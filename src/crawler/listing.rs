//! Listing stage
//!
//! Fetches one listing page and turns it into partial records. A page with no
//! item entries is the pagination terminal signal; a fetch failure is returned
//! to the orchestrator, which stops the crawl.

use crate::config::PAGE_PLACEHOLDER;
use crate::crawler::{FetchError, PageFetcher};
use crate::records::PartialRecord;
use crate::schema::ExtractionSchema;
use crate::ConfigError;
use std::sync::Arc;
use std::time::Duration;
use url::Url;

/// Maps page numbers to listing page URLs
#[derive(Debug, Clone)]
pub struct Pagination {
    base_url: Url,
    listing_template: String,
}

impl Pagination {
    /// # Arguments
    ///
    /// * `base_url` - URL that relative item links are resolved against
    /// * `listing_template` - Listing URL containing a `{page}` placeholder
    pub fn new(base_url: &str, listing_template: &str) -> Result<Self, ConfigError> {
        let base_url = Url::parse(base_url)
            .map_err(|e| ConfigError::InvalidUrl(format!("Invalid base_url '{}': {}", base_url, e)))?;

        if !listing_template.contains(PAGE_PLACEHOLDER) {
            return Err(ConfigError::Validation(format!(
                "listing_template must contain '{}'",
                PAGE_PLACEHOLDER
            )));
        }

        Ok(Self {
            base_url,
            listing_template: listing_template.to_string(),
        })
    }

    pub fn base_url(&self) -> &Url {
        &self.base_url
    }

    /// URL of the listing page with the given 1-based index
    pub fn page_url(&self, page_index: u32) -> String {
        self.listing_template
            .replace(PAGE_PLACEHOLDER, &page_index.to_string())
    }
}

/// The outcome of listing one page
#[derive(Debug, Clone)]
pub struct ListingPage {
    pub page_index: u32,

    /// Well-formed entries, in page order
    pub records: Vec<PartialRecord>,

    /// Entries skipped because they could not be keyed
    pub malformed: usize,

    /// True when the page carried no item entries at all
    pub is_empty: bool,
}

impl ListingPage {
    /// Detail URLs of the page's records, in page order
    pub fn detail_urls(&self) -> Vec<String> {
        self.records.iter().map(|r| r.url.clone()).collect()
    }
}

/// Fetches and extracts listing pages
pub struct ListingStage {
    fetcher: Arc<dyn PageFetcher>,
    schema: Arc<dyn ExtractionSchema>,
    pagination: Pagination,
    timeout: Duration,
}

impl ListingStage {
    pub fn new(
        fetcher: Arc<dyn PageFetcher>,
        schema: Arc<dyn ExtractionSchema>,
        pagination: Pagination,
        timeout: Duration,
    ) -> Self {
        Self {
            fetcher,
            schema,
            pagination,
            timeout,
        }
    }

    /// Lists the page with the given index
    ///
    /// # Returns
    ///
    /// * `Ok(ListingPage)` - The page was fetched; `is_empty` tells whether it had items
    /// * `Err(FetchError)` - The page could not be fetched
    pub async fn list_page(&self, page_index: u32) -> Result<ListingPage, FetchError> {
        let url = self.pagination.page_url(page_index);
        tracing::debug!("Fetching listing page {}: {}", page_index, url);

        let raw = self.fetcher.fetch(&url, self.timeout).await?;
        let entries = self
            .schema
            .parse_listing(&raw.text(), self.pagination.base_url(), page_index);

        let is_empty = entries.is_empty();
        let mut records = Vec::with_capacity(entries.len());
        let mut malformed = 0;

        for entry in entries {
            match entry {
                Ok(record) => records.push(record),
                Err(e) => {
                    malformed += 1;
                    tracing::warn!("Skipping malformed item on page {}: {}", page_index, e);
                }
            }
        }

        tracing::debug!(
            "Page {} listed {} items ({} malformed)",
            page_index,
            records.len(),
            malformed
        );

        Ok(ListingPage {
            page_index,
            records,
            malformed,
            is_empty,
        })
    }
}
■ ■ ■ ■
◆ **What you are asked to do**: With the first line being the one containing "use crate::config::PAGE_PLACEHOLDER;" and the last line the one containing "use url::Url;", transcribe exactly the lines above that fall in that range.

◆ **Your response**:
use crate::config::PAGE_PLACEHOLDER;
use crate::crawler::{FetchError, PageFetcher};
use crate::records::PartialRecord;
use crate::schema::ExtractionSchema;
use crate::ConfigError;
use std::sync::Arc;
use std::time::Duration;
use url::Url;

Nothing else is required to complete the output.